Apps are listed with sparse information: name, category, price, and icon. Price drops, updates and the like are noted under the price tag.

Selecting an app will take you to a separate page displaying that app’s description, screen shots, and recent updates. You are also presented with check boxes allowing you to instruct AppShopper to add the app to your Wish List or My Apps sections . As long as you are logged in with an AppShopper account, your Wish List and My Apps will update as you give feedback to AppShopper.


App Details

Unfortunately, the most notable omission is the Customer Rating feedback from the App Store. It’s impossible to sneak a peak at the reviews for any of the applications unless you choose to leave AppShopper and enter into the App Store. This doesn’t make for a very seamless experience and can result in continuously swapping back and forth between these two applications. Click on the price tag for the app and the App Store launches where you can read the reviews and make your purchase.

At the bottom of each app’s dedicated page are the options to view its activity and other apps available from the same developer. I found the activity page to be interesting as it shows all of the updates and price changes over the course of the app’s life enabling you to see at a glance if you’re getting it at a good price or if you should perhaps wait for the app to go on sale.


App Activity

Hidden Treasure or Prominent Crap?

With the constantly shifting prices of the App Store, it should theoretically be possible to find great deals by using AppShopper.
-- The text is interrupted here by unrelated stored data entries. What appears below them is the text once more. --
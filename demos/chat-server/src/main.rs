use huddle::prelude::*;
use tracing_subscriber::{layer::SubscriberExt, util::SubscriberInitExt};

const DEFAULT_BIND: &str = "127.0.0.1:8080";

// ---------------------------------------------------------------------------
// Lobby
// ---------------------------------------------------------------------------

/// A room opened at startup so there is something to connect to without an
/// HTTP front end.
struct Lobby {
    room_id: RoomId,
    admin_token: String,
    invite_token: String,
}

async fn open_lobby<T: TokenService>(admission: &Admission<T>) -> Result<Lobby, AdmissionError> {
    let created = admission
        .create_room(
            &SessionId::new("demo-host"),
            CreateRoomRequest {
                username: "host".into(),
                max_participants: 5,
            },
        )
        .await?;
    let details = admission.get_room(&created.room_id, &created.token).await?;

    Ok(Lobby {
        room_id: created.room_id,
        admin_token: created.token,
        invite_token: details.invite_token.unwrap_or_default(),
    })
}

// ---------------------------------------------------------------------------
// Server bootstrap
// ---------------------------------------------------------------------------

#[tokio::main]
async fn main() -> Result<(), Box<dyn std::error::Error>> {
    tracing_subscriber::registry()
        .with(
            tracing_subscriber::EnvFilter::try_from_default_env()
                .unwrap_or_else(|_| "huddle=info,huddle_room=info,chat_server=info".into()),
        )
        .with(tracing_subscriber::fmt::layer())
        .init();

    let secret = std::env::var("HUDDLE_SECRET_KEY")
        .ok()
        .filter(|s| !s.is_empty())
        .ok_or("HUDDLE_SECRET_KEY must be set")?;
    let bind = std::env::var("HUDDLE_BIND").unwrap_or_else(|_| DEFAULT_BIND.to_string());

    let server = HuddleServerBuilder::new()
        .bind(&bind)
        .build(JwtTokenService::new(secret.as_bytes()))
        .await?;

    let lobby = open_lobby(server.admission()).await?;
    tracing::info!(room_id = %lobby.room_id, "lobby open");
    println!("admin:  ws://{bind}/ws?token={}", lobby.admin_token);
    println!("invite: {}", lobby.invite_token);

    server
        .run_until(async {
            if let Err(e) = tokio::signal::ctrl_c().await {
                tracing::error!(error = %e, "cannot listen for ctrl-c");
                std::future::pending::<()>().await;
            }
        })
        .await?;
    Ok(())
}

#[cfg(test)]
mod tests {
    use super::*;
    use futures_util::StreamExt;
    use std::time::Duration;
    use tokio_tungstenite::tungstenite::Message;

    async fn start() -> (String, Admission<JwtTokenService>) {
        let server = HuddleServerBuilder::new()
            .bind("127.0.0.1:0")
            .build(JwtTokenService::new(b"demo-test-secret"))
            .await
            .unwrap();
        let addr = server.local_addr().unwrap().to_string();
        let admission = server.admission().clone();
        tokio::spawn(async move {
            let _ = server.run().await;
        });
        tokio::time::sleep(Duration::from_millis(10)).await;
        (addr, admission)
    }

    #[tokio::test]
    async fn test_lobby_invite_admits_a_guest() {
        let (_, admission) = start().await;
        let lobby = open_lobby(&admission).await.unwrap();

        let joined = admission
            .join_room(
                &SessionId::new("guest-session"),
                &lobby.invite_token,
                JoinRoomRequest {
                    username: "guest".into(),
                },
            )
            .await
            .unwrap();
        assert_eq!(joined.room_id, lobby.room_id);
    }

    #[tokio::test]
    async fn test_host_connects_to_lobby() {
        let (addr, admission) = start().await;
        let lobby = open_lobby(&admission).await.unwrap();

        let (mut ws, _) =
            tokio_tungstenite::connect_async(format!("ws://{addr}/ws?token={}", lobby.admin_token))
                .await
                .unwrap();

        let msg = tokio::time::timeout(Duration::from_secs(5), ws.next())
            .await
            .unwrap()
            .unwrap()
            .unwrap();
        let Message::Text(text) = msg else {
            panic!("expected join event, got {msg:?}");
        };
        let event: Event = serde_json::from_str(text.as_str()).unwrap();
        assert_eq!(
            event,
            Event::Join {
                id: ParticipantId::ADMIN,
                username: "host".into(),
                role: Role::Admin,
            }
        );
    }
}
For instance, you could sort AppShopper to display popular iPhone apps that had recently undergone a price change.

Now you would certainly hope that this would result in discovering new unknown gems for a great price or locating popular well-known titles at deep discounts. And while this happens occasionally, the odds are much higher that you’ll end up being presented with a mountain of applications that are unknown for a good reason: they suck.

Of the first 20 apps presented to me in the Popular section of AppShopper, only five had a 4 star rating or higher. Three of them hadn’t received a single review and eight of them were rated at less than three stars. Most of them were apps that duplicated functionality found in other, higher quality apps and some of them seemed completely useless.

I realize you shouldn’t judge a book by its cover or an app by its icon, but as my eyes began bleeding from looking at the horrific icon designs of the first 20 apps in the Popular section, I started to have serious misgivings about finding any diamonds in the rough.

I’m also unsure of what criteria AppShopper uses in placing a given app in its Popular section. has a list of the “Top 200” current downloads from the App Store, but clearly this list has no bearing on what the iPhone app lists in its Popular section. Are developers paying to be included here? Is it based on clicks from the website? And why does the iPhone app not contain the very handy “Top 200” section like the website?

Concluding Thoughts

AppShopper really shines when it’s pointing you to limited-time deals on apps, alerting you of a price drop for an app you’ve been eyeing, or keeping track of your existing app library. As a free application with the ability to save you money on future app purchases, it’s hard to complain too much about its limitations. However, its clunky UI and limited ability to aid in the discovery of quality applications detract from its overall value.

Download it for the bargains; just don’t expect it to change your iLife.


AppShopper’s main goal is to keep you informed about the newest App Store apps, sales, and freebies. Where it really tends to shine is in its ability to sort apps into categories that Apple’s App Store simply doesn’t support. A unique app for finding bargains in the App Store, but doesn’t live up to its promise of helping you discover hidden gems.